It's easy to splurge when the school year comes back around. Here's how to avoid that trap.
Back-to-school shopping is an expensive chore. And if you shop local sales, it’s a chore you’ll share with thousands of other parents in the vicinity. If it’s big savings you’re after when you brave the crowds, sales flyers won’t cut it. You’ve got to get creative.
“Back-to-school shopping can put a big strain on family budgets, but planning ahead to take advantage of discounts, setting a budget, and only buying what your child actually needs helps your dollar go a lot farther,” says NerdWallet personal finance expert Kimberly Palmer.
Going beyond the sales flyers in your savings efforts may take a bit more work, but it can pay off for your pocketbook and peace of mind.
» SIGN UP: NerdWallet can help you track your spending
1. Splurge strategically
Two-thirds (66%) of parents admit to splurging on clothing during back-to-school shopping and 50% on classroom supplies, according to a recent NerdWallet survey. But busting your budget on gel pens or the latest teen fashions doesn’t make financial sense. Instead, spend where it counts — on the things that last for years. For example, a high quality backpack or laptop can last your high-schooler into college. Splurge where you’ll truly get your money’s worth, and bargain shop on classroom supplies and fad items.
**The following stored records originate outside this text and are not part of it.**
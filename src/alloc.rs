//! First-fit contiguous allocation over the 127-block data region (block 0
//! is reserved for the superblock and never considered). Mirrors
//! `set_fbl_bits`'s scan style from the original engine: walk the bitmap
//! looking for a run of `size` consecutive free bits.

use crate::layout::{Bitmap, TOTAL_BLOCKS};

/// Finds the lowest-indexed run of `size` consecutive free blocks in
/// `1..TOTAL_BLOCKS`. Returns `None` if no such run exists (including when
/// `size` is 0, which callers never need to allocate for since a size-0
/// file gets no blocks at all).
pub fn find_free_run(bitmap: &Bitmap, size: u8) -> Option<u8> {
    let size = size as usize;
    if size == 0 {
        return None;
    }
    let mut start = 1usize;
    while start + size <= TOTAL_BLOCKS {
        let run_free = (start..start + size).all(|b| !bitmap.is_used(b));
        if run_free {
            return Some(start as u8);
        }
        start += 1;
    }
    None
}

/// Flips the `size`-block run starting at `start` to `used`/free. Index 0
/// (the superblock's own block) is ignored, matching the bitmap's "always
/// reported used, never allocated" treatment of block 0. The sole place
/// callers mark blocks used or free — `create`, `delete` and `defrag` all
/// go through here rather than reaching into `Bitmap::set_range` directly.
pub fn mark(bitmap: &mut Bitmap, start: u8, size: u8, used: bool) {
    let start = start as usize;
    let size = size as usize;
    if start == 0 || size == 0 {
        return;
    }
    bitmap.set_range(start, size, used);
}

#[cfg(test)]
mod test {
    use super::*;

    #[test]
    fn finds_first_fit() {
        let mut bm = Bitmap::default();
        bm.set_used(0);
        bm.set_range(1, 3, true);
        // blocks 1-3 used, 4.. free
        assert_eq!(find_free_run(&bm, 2), Some(4));
    }

    #[test]
    fn no_room_returns_none() {
        let mut bm = Bitmap::default();
        bm.set_range(0, TOTAL_BLOCKS, true);
        assert_eq!(find_free_run(&bm, 1), None);
    }

    #[test]
    fn exact_fit_at_end() {
        let mut bm = Bitmap::default();
        bm.set_used(0);
        bm.set_range(1, 126, true);
        assert_eq!(find_free_run(&bm, 1), Some(127));
    }

    #[test]
    fn mark_flips_the_given_run_and_ignores_block_zero() {
        let mut bm = Bitmap::default();
        mark(&mut bm, 0, 1, true);
        assert!(!bm.is_used(0));

        mark(&mut bm, 4, 3, true);
        assert!(bm.is_used(4));
        assert!(bm.is_used(5));
        assert!(bm.is_used(6));
        assert!(!bm.is_used(7));

        mark(&mut bm, 4, 3, false);
        assert!(!bm.is_used(4));
        assert!(!bm.is_used(5));
        assert!(!bm.is_used(6));
    }
}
2. Take advantage of credit card rewards
Putting your back-to-school expenses on a cash-back credit card could put your money to work for you. Putting all of your expenses on one may reap enough to cover next year’s back-to-school expenses entirely. Just make sure you’re able to pay off the balance each cycle, as interest could negate any benefits.
3. Price match before and after shopping
Two-thirds of parents admit to splurging on clothing during back-to-school shopping.”
Price matching involves comparing identical items at other stores and asking a retailer to match any lower price, and 10% of parents never do it, according to that NerdWallet survey. The trick may not make sense for a package of pencils, but for clothing, electronics, bookbags and other more expensive items, a successful price match could save you tens of dollars, if not more.
Check a retailer's website or ask in store for its price matching policy. Many will also refund the price difference if you spot a cheaper price within a certain time frame after the purchase.
4. Team up to buy in bulk
Those classroom supply lists can get pretty long, and with roughly 25 students in your child’s classroom, many other parents are looking at the same list. By teaming up with other parents, you can purchase all of the supplies for homework and note-taking in bulk. If your child’s teacher is reluctant to give out parent contact information, ask if they would send yours out in a group email, allowing other parents to reach you if they’re interested in group savings.
5. Shop on tax-free holidays
Fourteen states are having sales tax holidays in August 2018. Most of them last through a full weekend, and some even longer. The specifics of each state’s holiday vary but generally allow you to purchase certain back-to-school items without paying sales tax.
6. Wait to buy some items
Your child doesn’t need a brand new wardrobe or the entire year’s worth of classroom supplies on the first day. By postponing some purchases, you can spread the costs across several months and possibly hit better prices. For example, fall apparel tends to drop in price after the initial back-to-school rush.
“Being strategic about your spending now will also make it easier to manage when other school-related expenses, for field trips or after-school activities, pop up as the year continues. Back-to-school spending shouldn’t stress your budget before the school year has even begun, and with a few smart moves, it doesn’t have to,” Palmer adds.